Generally, CNN’s excellent performance is imputed to their ability to learn realistic image priors from a large number of example images. We show that, the structure of a generator network is sufficient to capture a great deal of low-level image statistics prior to any learning. In order to do so, we show that a randomly-initialized neural network can be used as a handcrafted prior with excellent results in standard inverse problems such as denoising, super-resolution, and inpainting — Authors

Following this, I was able to create a model that could quite easily remove any trace of the watermark from any image.

Introducing The Paper

CNNs are one the de facto inventions of the decades, for getting state of the art results in a variety of tasks in deep learning such as classification, generation and restoration. And the awesomeness of CNNs is imputed to their ability to learn statistics and features of the training domain.

However, the authors are arguing that the ability to learning alone is not sufficient to explain the good performance of CNNs. This is because learning or generalization requires both the model and the data to resonate with each other.

Now, this is not the case, because even if you throw random inputs coupled with random labels, the model would still overfit quite easily.

The authors especially target their statement for the image generation tasks.

We show that, contrary to the belief that learning is necessary for building good image priors, a great deal of image statistics are captured by the structure of a convolutional image generator independent of learning. This is particularly true for the statistics required to solve various image restoration problems, where the image prior is required to integrate information lost in the degradation processes. — Authors

The outputs (d) was obtained without any prior learning. Still the model is able to produce much cleaner results. Source: https://arxiv.org/abs/1711.10925

The Nub

To prove their point, the authors applied untrained CNNs to solve many restoration tasks. However, instead of following the common practice that is training the model on a large dataset, they optimized their generative model for a single degraded image. The model parameters are randomly initialized and optimized to maximize the likelihood for a given specific task.

We show that this very simple formulation is very competitive for standard image processing problems such as denoising, inpainting and super-resolution. — Authors

And following this, they found that an image reconstruction task can be easily done by forming the problem into conditional image generation. And they show that the only information that is required to solve such tasks is just the single degraded image, combined with the model that is suitable for that task.
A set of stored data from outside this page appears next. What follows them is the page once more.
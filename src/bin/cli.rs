use anyhow::{Context, anyhow};
use chrono::{Local, NaiveDate};
use clap::Parser;
use std::io::{self, BufRead, IsTerminal, Write};
use std::path::PathBuf;
use timeline_layout::{
    CalendarLayout, CalendarView, GanttLayout, LayoutConfig, RawTask, TaskDiagnostic,
    TimelineEngine, ViewMode, ZoomLevel, ZoomState, load_tasks, load_tasks_from_csv,
    load_tasks_from_json, normalize_tasks,
};
use tracing::{debug, info};
use tracing_subscriber::EnvFilter;

#[derive(Debug, Parser)]
#[command(name = "timeline", about = "Calendar and Gantt layout explorer")]
struct Args {
    /// Task snapshot to load at startup (.json or .csv)
    #[arg(long)]
    tasks: Option<PathBuf>,
    /// Layout configuration (JSON)
    #[arg(long)]
    config: Option<PathBuf>,
    /// Override today's date (YYYY-MM-DD)
    #[arg(long)]
    today: Option<NaiveDate>,
    /// Increase log verbosity (-v, -vv, -vvv)
    #[arg(short, long, action = clap::ArgAction::Count)]
    verbose: u8,
}

fn init_tracing(verbose: u8) -> anyhow::Result<()> {
    let default_level = match verbose {
        0 => "warn",
        1 => "info",
        2 => "debug",
        _ => "trace",
    };
    let env_filter = EnvFilter::try_from_default_env()
        .or_else(|_| EnvFilter::try_new(default_level))
        .map_err(|e| anyhow!("invalid RUST_LOG / log filter: {e}"))?;

    let init_result = tracing_subscriber::fmt()
        .with_env_filter(env_filter)
        .with_target(true)
        .with_writer(io::stderr)
        .with_ansi(io::stderr().is_terminal())
        .try_init();
    if let Err(err) = init_result {
        debug!(error = %err, "tracing subscriber already set, continuing");
    }
    Ok(())
}

#[derive(Debug, Clone, Copy, PartialEq, Eq)]
enum Screen {
    Calendar,
    Gantt,
}

struct Session {
    engine: TimelineEngine,
    tasks: Vec<RawTask>,
    today: NaiveDate,
    screen: Screen,
    view: CalendarView,
    zoom: ZoomState,
    selected: Option<String>,
}

impl Session {
    fn new(engine: TimelineEngine, today: NaiveDate) -> Self {
        let view = engine.calendar_view(ViewMode::Month, today);
        let zoom = engine.zoom_state(ZoomLevel::Day);
        Self {
            engine,
            tasks: Vec::new(),
            today,
            screen: Screen::Calendar,
            view,
            zoom,
            selected: None,
        }
    }

    fn calendar_layout(&self) -> CalendarLayout {
        self.engine
            .calendar(&self.tasks, &self.view, self.today, self.selected.as_deref())
    }

    fn gantt_layout(&self) -> GanttLayout {
        self.engine
            .gantt(&self.tasks, &self.zoom, self.today, self.selected.as_deref())
    }

    fn diagnostics(&self) -> Vec<TaskDiagnostic> {
        normalize_tasks(&self.tasks).diagnostics
    }

    fn render(&self) -> String {
        match self.screen {
            Screen::Calendar => render_calendar(&self.calendar_layout()),
            Screen::Gantt => render_gantt(&self.gantt_layout()),
        }
    }

    fn render_json(&self) -> anyhow::Result<String> {
        let json = match self.screen {
            Screen::Calendar => serde_json::to_string_pretty(&self.calendar_layout())?,
            Screen::Gantt => serde_json::to_string_pretty(&self.gantt_layout())?,
        };
        Ok(json)
    }
}

fn render_calendar(layout: &CalendarLayout) -> String {
    let mut out = String::new();
    let (first, last) = match (layout.cells.first(), layout.cells.last()) {
        (Some(first), Some(last)) => (first.date, last.date),
        _ => return "Empty calendar.\n".to_string(),
    };
    out.push_str(&format!(
        "Calendar {} view anchored at {} ({}..{}, {} cells)\n",
        layout.view.mode.as_str(),
        layout.view.anchor,
        first,
        last,
        layout.cells.len()
    ));
    for cell in layout.cells.iter().filter(|cell| !cell.day_tasks.is_empty()) {
        let mut line = format!(
            "  {}  tasks={} starting={} due={}",
            cell.date,
            cell.day_tasks.len(),
            cell.starting_tasks.len(),
            cell.due_tasks.len()
        );
        if !cell.overflow.shown.is_empty() {
            line.push_str(&format!(" shown={}", cell.overflow.shown.join(",")));
        }
        if cell.overflow.hidden > 0 {
            line.push_str(&format!(" +{} more", cell.overflow.hidden));
        }
        if cell.is_today {
            line.push_str(" (today)");
        }
        out.push_str(&line);
        out.push('\n');
    }
    for legend in &layout.legend {
        out.push_str(&format!(
            "  project {} [{}] tasks={}\n",
            legend.project_name, legend.project_id, legend.task_count
        ));
    }
    if let Some(selected) = &layout.selected_task_id {
        out.push_str(&format!("  selected={selected}\n"));
    }
    out
}

fn render_gantt(layout: &GanttLayout) -> String {
    let timeline = &layout.timeline;
    let mut out = format!(
        "Gantt {} zoom={} width={} columns={}",
        timeline.range,
        timeline.zoom,
        timeline.column_width,
        timeline.columns.len()
    );
    match timeline.today_offset {
        Some(offset) => out.push_str(&format!(" today={offset}\n")),
        None => out.push_str(" today=none\n"),
    }
    for group in &timeline.groups {
        out.push_str(&format!("[{}] {}\n", group.project_id, group.project_name));
        for task in &group.task_layouts {
            let mut line = format!(
                "  {} offset={} duration={} bar={}+{} {} {}",
                task.task_id,
                task.day_offset_from_range_start,
                task.duration_in_days,
                task.bar.offset,
                task.bar.width,
                task.status.display().label,
                task.priority.display().label,
            );
            if task.is_overdue {
                line.push_str(" overdue");
            }
            if task.is_selected {
                line.push_str(" *selected*");
            }
            if let Some(milestone) = &task.milestone {
                line.push_str(&format!(
                    " milestone={}@{}",
                    milestone.name, milestone.day_offset
                ));
            }
            out.push_str(&line);
            out.push('\n');
        }
    }
    out
}

fn print_help() {
    println!(
        "Commands:\n  help                     Show this help\n  show                     Render the current view\n  load <json|csv> <path>   Load a task snapshot\n  month | week             Switch to the calendar view\n  gantt                    Switch to the Gantt view\n  prev | next | today      Navigate the calendar anchor\n  zoom <in|out>            Change Gantt zoom\n  select <id>              Highlight a task\n  clear                    Clear the selection\n  json                     Print the current layout as JSON\n  diagnostics              List rejected or adjusted tasks\n  quit|exit                Exit"
    );
}

fn load_snapshot(session: &mut Session, format: &str, path: &str) -> anyhow::Result<()> {
    let tasks = match format {
        "json" => load_tasks_from_json(path)?,
        "csv" => load_tasks_from_csv(path)?,
        other => return Err(anyhow!("unsupported format '{other}' (use json or csv)")),
    };
    info!(count = tasks.len(), path, "loaded task snapshot");
    session.tasks = tasks;
    Ok(())
}

fn main() -> anyhow::Result<()> {
    let args = Args::parse();
    init_tracing(args.verbose)?;

    let config = match &args.config {
        Some(path) => LayoutConfig::load(path)
            .with_context(|| format!("loading config {}", path.display()))?,
        None => LayoutConfig::default(),
    };
    let engine = TimelineEngine::new(config)?;
    let today = args.today.unwrap_or_else(|| Local::now().date_naive());
    let mut session = Session::new(engine, today);

    if let Some(path) = &args.tasks {
        session.tasks =
            load_tasks(path).with_context(|| format!("loading tasks {}", path.display()))?;
    }

    println!("Timeline (CLI) - type 'help' for commands\n");
    print!("{}", session.render());

    let stdin = io::stdin();
    let mut lines = stdin.lock().lines();
    loop {
        print!("> ");
        let _ = io::stdout().flush();
        let line = match lines.next() {
            Some(Ok(line)) => line,
            _ => break,
        };
        let input = line.trim();
        if input.is_empty() {
            continue;
        }

        let parts: Vec<&str> = input.split_whitespace().collect();
        match parts.as_slice() {
            ["help"] => print_help(),
            ["quit"] | ["exit"] => break,
            ["show"] => print!("{}", session.render()),
            ["load", format, path] => match load_snapshot(&mut session, format, path) {
                Ok(()) => {
                    println!("Loaded {} tasks from {}.", session.tasks.len(), path);
                    print!("{}", session.render());
                }
                Err(err) => println!("Failed to load tasks: {err}"),
            },
            ["month"] | ["week"] => {
                let mode = if parts[0] == "month" {
                    ViewMode::Month
                } else {
                    ViewMode::Week
                };
                session.view = session.view.with_mode(mode);
                session.screen = Screen::Calendar;
                print!("{}", session.render());
            }
            ["gantt"] => {
                session.screen = Screen::Gantt;
                print!("{}", session.render());
            }
            ["prev"] | ["next"] | ["today"] => {
                if session.screen != Screen::Calendar {
                    println!("Navigation applies to the calendar views.");
                    continue;
                }
                session.view = match parts[0] {
                    "prev" => session.view.previous(),
                    "next" => session.view.next(),
                    _ => session.view.today(session.today),
                };
                print!("{}", session.render());
            }
            ["zoom", direction] => {
                let changed = match *direction {
                    "in" => session.zoom.zoom_in(),
                    "out" => session.zoom.zoom_out(),
                    other => {
                        println!("Unknown zoom direction '{other}' (use in or out).");
                        continue;
                    }
                };
                if changed {
                    println!("Zoom level is now {}.", session.zoom.level());
                } else {
                    println!("Zoom level unchanged ({}).", session.zoom.level());
                }
                if session.screen == Screen::Gantt {
                    print!("{}", session.render());
                }
            }
            ["select", id] => {
                session.selected = Some((*id).to_string());
                println!("Selected task {id}.");
            }
            ["clear"] => {
                session.selected = None;
                println!("Selection cleared.");
            }
            ["json"] => match session.render_json() {
                Ok(json) => println!("{json}"),
                Err(err) => println!("Failed to serialize layout: {err}"),
            },
            ["diagnostics"] => {
                let diagnostics = session.diagnostics();
                if diagnostics.is_empty() {
                    println!("No diagnostics.");
                }
                for diagnostic in diagnostics {
                    println!("  {}: {}", diagnostic.task_id, diagnostic.message);
                }
            }
            _ => println!("Unknown command. Type 'help' for the list of commands."),
        }
    }

    Ok(())
}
This is particularly remarkable because no aspect of the network is learned from data; instead, the weights of the network are always randomly initialized, so that the only prior information is in the structure of the network itself. To the best of our knowledge, this is the first study that directly investigates the prior captured by deep convolutional generative networks independently of learning the network parameters from images. — Authors

So essentially, here’s how the structure of the framework would look like:

Choosing the task. (Denoising, Super Resolution, Inpainting etc)
Creating a model that is capable of completing the task. For instance, making sure that sufficient and normalized gradients would flow across the whole model etc.
Forming the task-specific objective function. For instance, in the case of super-resolution, the objective function would build such that the generator will produce an image, which when compressed (or degraded), matches the low resolution degrade image that we have.
And finally optimizing the model for that single degraded image.
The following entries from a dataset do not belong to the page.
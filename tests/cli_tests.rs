#![cfg(feature = "cli")]

use assert_cmd::Command;
use predicates::str::contains as str_contains;
use std::io::Write;
use tempfile::Builder;

const SNAPSHOT: &str = r#"[
  {"id": "1", "projectId": "B", "projectName": "Beta", "plannedStart": "2026-01-02", "plannedEnd": "2026-01-08"},
  {"id": "2", "projectId": "A", "projectName": "Alpha", "plannedStart": "2026-01-05", "plannedEnd": "2026-01-06", "status": "completed"},
  {"id": "3", "projectId": "A", "plannedStart": "2026-01-09", "plannedEnd": "2026-01-02"}
]"#;

#[allow(deprecated)]
fn run_cli(args: &[&str], script: &str) -> assert_cmd::assert::Assert {
    let mut cmd = Command::cargo_bin("timeline").expect("timeline binary");
    cmd.args(args).write_stdin(script.to_string()).assert()
}

fn snapshot_file() -> tempfile::NamedTempFile {
    let mut file = Builder::new().suffix(".json").tempfile().expect("create temp file");
    file.write_all(SNAPSHOT.as_bytes()).unwrap();
    file.flush().unwrap();
    file
}

#[test]
fn cli_renders_month_grid_for_today() {
    run_cli(&["--today", "2026-01-15"], "quit\n")
        .success()
        .stdout(str_contains(
            "Calendar month view anchored at 2026-01-15 (2025-12-28..2026-02-07, 42 cells)",
        ));
}

#[test]
fn cli_gantt_view_lists_groups_in_first_seen_order() {
    let file = snapshot_file();
    let path = file.path().to_string_lossy().to_string();
    let assert = run_cli(&["--today", "2026-01-05", "--tasks", &path], "gantt\nquit\n").success();
    let output = String::from_utf8_lossy(&assert.get_output().stdout).to_string();

    assert!(output.contains("Gantt 2025-12-30..=2026-01-15 zoom=day width=40 columns=17 today=6"));
    assert!(output.contains("  1 offset=3 duration=7 bar=120+280 Pending Medium"));
    let beta = output.find("[B] Beta").expect("beta group");
    let alpha = output.find("[A] Alpha").expect("alpha group");
    assert!(beta < alpha);
}

#[test]
fn cli_zoom_is_bounded() {
    run_cli(&["--today", "2026-01-05"], "zoom in\nzoom out\nzoom out\nzoom out\nquit\n")
        .success()
        .stdout(str_contains("Zoom level unchanged (day)."))
        .stdout(str_contains("Zoom level is now week."))
        .stdout(str_contains("Zoom level unchanged (month)."));
}

#[test]
fn cli_reports_diagnostics_for_rejected_tasks() {
    let file = snapshot_file();
    let script = format!("load json {}\ndiagnostics\nquit\n", file.path().display());
    run_cli(&["--today", "2026-01-05"], &script)
        .success()
        .stdout(str_contains("Loaded 3 tasks from"))
        .stdout(str_contains(
            "3: planned start 2026-01-09 is after planned end 2026-01-02",
        ));
}

#[test]
fn cli_month_navigation_and_json_output() {
    run_cli(&["--today", "2026-01-15"], "next\nselect 7\njson\nquit\n")
        .success()
        .stdout(str_contains("Calendar month view anchored at 2026-02-01"))
        .stdout(str_contains("Selected task 7."))
        .stdout(str_contains("\"selectedTaskId\": \"7\""));
}
//! Readers for task snapshots handed over by the data-loading layer.
//!
//! These only decode records. Validation happens in
//! [`crate::task_validation::normalize_tasks`] so bad rows become diagnostics.

pub mod file;

pub use file::{load_tasks, load_tasks_from_csv, load_tasks_from_json, parse_tasks_json};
Authors have experimented over a variety of tasks like Super Resolution, Image Denoising and Inpainting and across all these tasks, their framework can produce surprisingly good results.

Blind image denoising. Source: https://arxiv.org/abs/1711.10925

Image Inpainting. Source: https://arxiv.org/abs/1711.10925

Continuing To The Project

So I wanted to remove the watermark from a watermarked image. Removing the watermark is not a separate task, it is usually considered as part of inpainting. Now before proceeding let’s first formulate our objective function.

In this task, we have the watermarked image, let’s call it Xw, and the watermark that is applied to the image, let’s call it W. And we want to generate the original image, which does not contain any watermark, that is X.

Any watermarked image Xw can be represented as X * W. So essentially we want to generate an image Xo, such that ||(X — Xo) * W||² is minimized, where * is the Hadamard’s product.

When watermark is available

So as it’s clearly visible that, when the watermark is available to you than completing this task is a piece of cake.

Source: https://arxiv.org/abs/1711.10925

Here’s the sample progress of the generator I trained for the above-watermarked image when the watermark is available.

When the watermark is available, then it takes not more than 2 minutes to get results like this.

Essentially here, the model generates something that is multiplied with the watermark we have, which is then optimized to match the actual watermarked image.

Even though we have the watermark, but still quite interesting to note that the generator was almost successful at in-painting the pixels that are covered by the watermark. Which concludes the author’s argument, that a single image is enough to provide sufficient image statistics and priors to complete these restoration tasks.

When watermark is not available

The problem statement would become much interesting when we wouldn’t have any watermark :)

So can we remove the watermark when no info regarding the watermark is available to us? This makes so many questioned unanswered to the generator. Like:

Where is the watermark?
What exactly is the part of watermark?
And what exactly is not the part of watermark?

Basically, in order to minimize the objective function, I explained above, the watermark is a must to have. So either we modify the loss function that its independent of any watermark info, or we provide what the loss wants :)

Since the watermark removal is essentially is an inpainting task, so instead of finding a watermark and then remove it, why not simply in-paint the region where the watermark is?

The idea that came to me is actually quite simple, what if I just roughly highlights the region where the watermark is available, and use that mask in place of the watermark in the objective function?

For instance, for the watermarked image below (left), I will be providing the mask (middle) such that the watermark is completely covered by the mask overlay (right):

An example of watermarked image, which is when multiplied by the mask covers the watermark.

So now I can simply switch the unavailable watermark with the my hand drawn mask and continue as usual.

Let’s have a look at few more mask examples.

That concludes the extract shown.